UK court begins hearing Brexit legality case
The first of a number of legal challenges to Britain's exit from the European Union (EU) without parliamentary approval opened in the high court here Tuesday.
London: The first of a number of legal challenges to Britain's exit from the European Union (EU) without parliamentary approval opened in the high court here Tuesday.
At the opening in the Royal Courts of Justice, government lawyers led by Jason Coppel said the Theresa May-led government did not intend to trigger Article 50 of the Lisbon treaty initiating the UK's departure from the EU before the end of 2016.

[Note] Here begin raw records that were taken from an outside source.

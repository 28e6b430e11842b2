//! In-memory surface for tests, demos and dry runs.
//!
//! Elements are keyed by selector and carry text. The surface records
//! every interaction, can reveal elements on click, can delay an element
//! until it has been polled a number of times, and can simulate per-action
//! latency to exercise timeouts.

use std::collections::HashMap;
use std::sync::Arc;
use std::thread;
use std::time::Duration;

use serde::{Deserialize, Serialize};
use serde_json::Value;

use super::framebuffer::{Framebuffer, GLYPH_SIZE};
use super::{CaptureResult, Surface, SurfaceError, SurfaceResult};

const SCREEN_WIDTH: u32 = 640;
const ROW_HEIGHT: u32 = 20;
const BACKGROUND: [u8; 3] = [30, 30, 36];
const TITLE_BAR: [u8; 3] = [60, 60, 90];
const FOCUS: [u8; 3] = [70, 110, 70];
const TEXT: [u8; 3] = [230, 230, 230];

/// Script handler for `evaluate` steps
pub type ScriptHandler = Arc<dyn Fn(&VirtualSurface) -> Result<Value, String> + Send + Sync>;

/// One element of the virtual UI
#[derive(Debug, Clone, PartialEq, Serialize, Deserialize)]
#[serde(rename_all = "camelCase")]
pub struct VirtualElement {
    #[serde(default)]
    pub text: String,
    #[serde(default = "default_visible")]
    pub visible: bool,
    /// Number of `exists` polls before the element shows up
    #[serde(default)]
    pub appears_after: u32,
}

fn default_visible() -> bool {
    true
}

impl VirtualElement {
    pub fn new(text: impl Into<String>) -> Self {
        Self {
            text: text.into(),
            visible: true,
            appears_after: 0,
        }
    }
}

/// Record of what a step did to the surface
#[derive(Debug, Clone, PartialEq, Eq)]
pub enum Interaction {
    Click(String),
    Hover(String),
    Type { selector: Option<String>, text: String },
    Key(String),
    Evaluate(String),
    Screenshot,
}

/// Serializable description of a virtual surface, used by the CLI
#[derive(Debug, Clone, Default, Serialize, Deserialize)]
#[serde(rename_all = "camelCase")]
pub struct VirtualFixture {
    #[serde(default)]
    pub title: String,
    #[serde(default)]
    pub elements: Vec<(String, VirtualElement)>,
    /// `trigger selector -> [(revealed selector, text)]`
    #[serde(default)]
    pub reveals: HashMap<String, Vec<(String, String)>>,
    /// Fixed results for `evaluate` steps, keyed by code
    #[serde(default)]
    pub scripts: HashMap<String, Value>,
}

pub struct VirtualSurface {
    title: String,
    elements: Vec<(String, VirtualElement)>,
    focused: Option<String>,
    hovered: Option<String>,
    reveals: HashMap<String, Vec<(String, String)>>,
    scripts: HashMap<String, ScriptHandler>,
    polls: HashMap<String, u32>,
    latency: Duration,
    log: Vec<Interaction>,
}

impl std::fmt::Debug for VirtualSurface {
    fn fmt(&self, f: &mut std::fmt::Formatter<'_>) -> std::fmt::Result {
        f.debug_struct("VirtualSurface")
            .field("title", &self.title)
            .field("elements", &self.elements)
            .field("focused", &self.focused)
            .field("log", &self.log)
            .finish_non_exhaustive()
    }
}

impl Default for VirtualSurface {
    fn default() -> Self {
        Self::new()
    }
}

impl VirtualSurface {
    pub fn new() -> Self {
        Self {
            title: String::new(),
            elements: Vec::new(),
            focused: None,
            hovered: None,
            reveals: HashMap::new(),
            scripts: HashMap::new(),
            polls: HashMap::new(),
            latency: Duration::ZERO,
            log: Vec::new(),
        }
    }

    /// Build a surface from a fixture
    pub fn from_fixture(fixture: VirtualFixture) -> Self {
        let mut surface = Self::new().title(fixture.title);
        for (selector, element) in fixture.elements {
            surface.insert(selector, element);
        }
        surface.reveals = fixture.reveals;
        for (code, value) in fixture.scripts {
            surface = surface.script(code, move |_| Ok(value.clone()));
        }
        surface
    }

    #[must_use]
    pub fn title(mut self, title: impl Into<String>) -> Self {
        self.title = title.into();
        self
    }

    /// Add a visible element
    #[must_use]
    pub fn element(mut self, selector: impl Into<String>, text: impl Into<String>) -> Self {
        self.insert(selector.into(), VirtualElement::new(text));
        self
    }

    /// Add an element that only appears after `polls` existence checks
    #[must_use]
    pub fn delayed_element(
        mut self,
        selector: impl Into<String>,
        text: impl Into<String>,
        polls: u32,
    ) -> Self {
        let mut element = VirtualElement::new(text);
        element.appears_after = polls;
        self.insert(selector.into(), element);
        self
    }

    /// Clicking `trigger` makes `selector` visible with `text`
    #[must_use]
    pub fn reveal_on_click(
        mut self,
        trigger: impl Into<String>,
        selector: impl Into<String>,
        text: impl Into<String>,
    ) -> Self {
        self.reveals
            .entry(trigger.into())
            .or_default()
            .push((selector.into(), text.into()));
        self
    }

    /// Register a handler for `evaluate` steps with exactly this code
    #[must_use]
    pub fn script(
        mut self,
        code: impl Into<String>,
        handler: impl Fn(&VirtualSurface) -> Result<Value, String> + Send + Sync + 'static,
    ) -> Self {
        self.scripts.insert(code.into(), Arc::new(handler));
        self
    }

    /// Simulated time every action takes
    #[must_use]
    pub fn latency(mut self, latency: Duration) -> Self {
        self.latency = latency;
        self
    }

    pub fn insert(&mut self, selector: impl Into<String>, element: VirtualElement) {
        let selector = selector.into();
        match self.elements.iter_mut().find(|(s, _)| *s == selector) {
            Some((_, existing)) => *existing = element,
            None => self.elements.push((selector, element)),
        }
    }

    pub fn remove(&mut self, selector: &str) {
        self.elements.retain(|(s, _)| s != selector);
    }

    /// Text of a visible element
    pub fn text(&self, selector: &str) -> Option<&str> {
        self.visible(selector).map(|e| e.text.as_str())
    }

    pub fn focused(&self) -> Option<&str> {
        self.focused.as_deref()
    }

    pub fn hovered(&self) -> Option<&str> {
        self.hovered.as_deref()
    }

    pub fn interactions(&self) -> &[Interaction] {
        &self.log
    }

    fn visible(&self, selector: &str) -> Option<&VirtualElement> {
        self.elements
            .iter()
            .find(|(s, e)| s == selector && e.visible)
            .map(|(_, e)| e)
    }

    fn visible_mut(&mut self, selector: &str) -> SurfaceResult<&mut VirtualElement> {
        self.elements
            .iter_mut()
            .find(|(s, e)| s == selector && e.visible)
            .map(|(_, e)| e)
            .ok_or_else(|| SurfaceError::NotFound(selector.to_string()))
    }

    /// Sleep for the simulated latency, bounded by the step's timeout
    fn simulate_latency(&self, timeout: Duration) -> SurfaceResult<()> {
        if self.latency.is_zero() {
            return Ok(());
        }
        if self.latency > timeout {
            thread::sleep(timeout);
            return Err(SurfaceError::Timeout(timeout));
        }
        thread::sleep(self.latency);
        Ok(())
    }
}

impl Surface for VirtualSurface {
    fn source_type(&self) -> &str {
        "virtual"
    }

    fn click(&mut self, selector: &str, timeout: Duration) -> SurfaceResult<()> {
        self.simulate_latency(timeout)?;
        self.visible_mut(selector)?;
        self.focused = Some(selector.to_string());
        self.log.push(Interaction::Click(selector.to_string()));

        if let Some(revealed) = self.reveals.get(selector).cloned() {
            for (target, text) in revealed {
                self.insert(target, VirtualElement::new(text));
            }
        }
        Ok(())
    }

    fn hover(&mut self, selector: &str, timeout: Duration) -> SurfaceResult<()> {
        self.simulate_latency(timeout)?;
        self.visible_mut(selector)?;
        self.hovered = Some(selector.to_string());
        self.log.push(Interaction::Hover(selector.to_string()));
        Ok(())
    }

    fn type_text(
        &mut self,
        selector: Option<&str>,
        text: &str,
        clear: bool,
        timeout: Duration,
    ) -> SurfaceResult<()> {
        self.simulate_latency(timeout)?;
        let target = match selector {
            Some(sel) => sel.to_string(),
            None => self
                .focused
                .clone()
                .ok_or_else(|| SurfaceError::Script("no focused element to type into".to_string()))?,
        };

        let element = self.visible_mut(&target)?;
        if clear {
            element.text.clear();
        }
        element.text.push_str(text);

        self.focused = Some(target);
        self.log.push(Interaction::Type {
            selector: selector.map(str::to_string),
            text: text.to_string(),
        });
        Ok(())
    }

    fn press_key(&mut self, key: &str, timeout: Duration) -> SurfaceResult<()> {
        self.simulate_latency(timeout)?;
        if key.eq_ignore_ascii_case("backspace") {
            if let Some(focused) = self.focused.clone() {
                self.visible_mut(&focused)?.text.pop();
            }
        }
        self.log.push(Interaction::Key(key.to_string()));
        Ok(())
    }

    fn evaluate(&mut self, code: &str, timeout: Duration) -> SurfaceResult<Value> {
        self.simulate_latency(timeout)?;
        self.log.push(Interaction::Evaluate(code.to_string()));

        if let Some(handler) = self.scripts.get(code).cloned() {
            return handler(self).map_err(SurfaceError::Script);
        }
        match code.trim() {
            "title" => Ok(Value::String(self.title.clone())),
            "count" => Ok(Value::from(self.elements.iter().filter(|(_, e)| e.visible).count())),
            literal => serde_json::from_str(literal)
                .map_err(|_| SurfaceError::Script(format!("no script registered for '{}'", literal))),
        }
    }

    fn exists(&mut self, selector: &str) -> SurfaceResult<bool> {
        let polls = self.polls.entry(selector.to_string()).or_insert(0);
        *polls += 1;
        let polls = *polls;
        Ok(self
            .visible(selector)
            .is_some_and(|e| polls > e.appears_after))
    }

    fn read_value(&mut self, selector: &str) -> SurfaceResult<Value> {
        self.text(selector)
            .map(|t| Value::String(t.to_string()))
            .ok_or_else(|| SurfaceError::NotFound(selector.to_string()))
    }

    fn screenshot(&mut self) -> SurfaceResult<CaptureResult> {
        self.log.push(Interaction::Screenshot);

        let rows: Vec<&(String, VirtualElement)> =
            self.elements.iter().filter(|(_, e)| e.visible).collect();
        let height = ROW_HEIGHT * (rows.len() as u32 + 1);
        let mut fb = Framebuffer::with_color(SCREEN_WIDTH, height, BACKGROUND);
        let pad = (ROW_HEIGHT - GLYPH_SIZE) / 2;

        fb.draw_rect(0, 0, SCREEN_WIDTH, ROW_HEIGHT, TITLE_BAR);
        fb.draw_text(pad, pad, &self.title, TEXT, TITLE_BAR);

        for (i, (selector, element)) in rows.iter().enumerate() {
            let y = ROW_HEIGHT * (i as u32 + 1);
            let bg = if self.focused.as_deref() == Some(selector.as_str()) {
                FOCUS
            } else {
                BACKGROUND
            };
            fb.draw_rect(0, y, SCREEN_WIDTH, ROW_HEIGHT, bg);
            fb.draw_text(pad, y + pad, &format!("{}: {}", selector, element.text), TEXT, bg);
        }

        fb.capture()
    }
}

Brian Leveson, one of the judges in charge of the directions hearing held to finalise administrative details, said the full trial will take place in October.
At least seven private actions arguing that only Parliament, and not the Prime Minister, has the authority to invoke Article 50 were identified to the court.
The defendant resisting the action will be David Davis, the new Brexit secretary appointed by May.
The court ordered that the lead case for the legal challenge should be the one brought by an investment manager, Gina Miller, who lives in London.
She told the Guardian, "We believe in a fair society. This is very much along the lines of my belief as a remain voter".
Another challenge has been brought by Deir Dos Santos, a British citizen who works as a hairdresser.
His claim argues, "The result of the referendum is not legally binding in the sense that it is advisory only and there is no obligation (on the government) to give effect to the referendum decision".
"However, the (previous) prime minister has stated on numerous occasions that it is his intention to give effect to the referendum decision and organise the United Kingdom's withdrawal from the European Union," he said.
The government says its powers are based on the royal prerogative.
Lawyers representing Britons living in France are also expected to join the case.
A majority of MPs in the House of Commons are in favour of Britain remaining in the EU.
Moves to hand Parliament ultimate authority over Article 50 have been slammed as a means of blocking the Brexit vote.
The vote followed a referendum on June 23, when the British electorate voted 52 to 48 per cent in favour of the UK leaving the EU.
It has since triggered a domino effect on the world's financial markets and led to the resignation of David Cameron as prime minister.
Lawyers insist the legal challenge is concerned with the constitutional principle of parliamentary sovereignty rather than being engineered for a particular political outcome.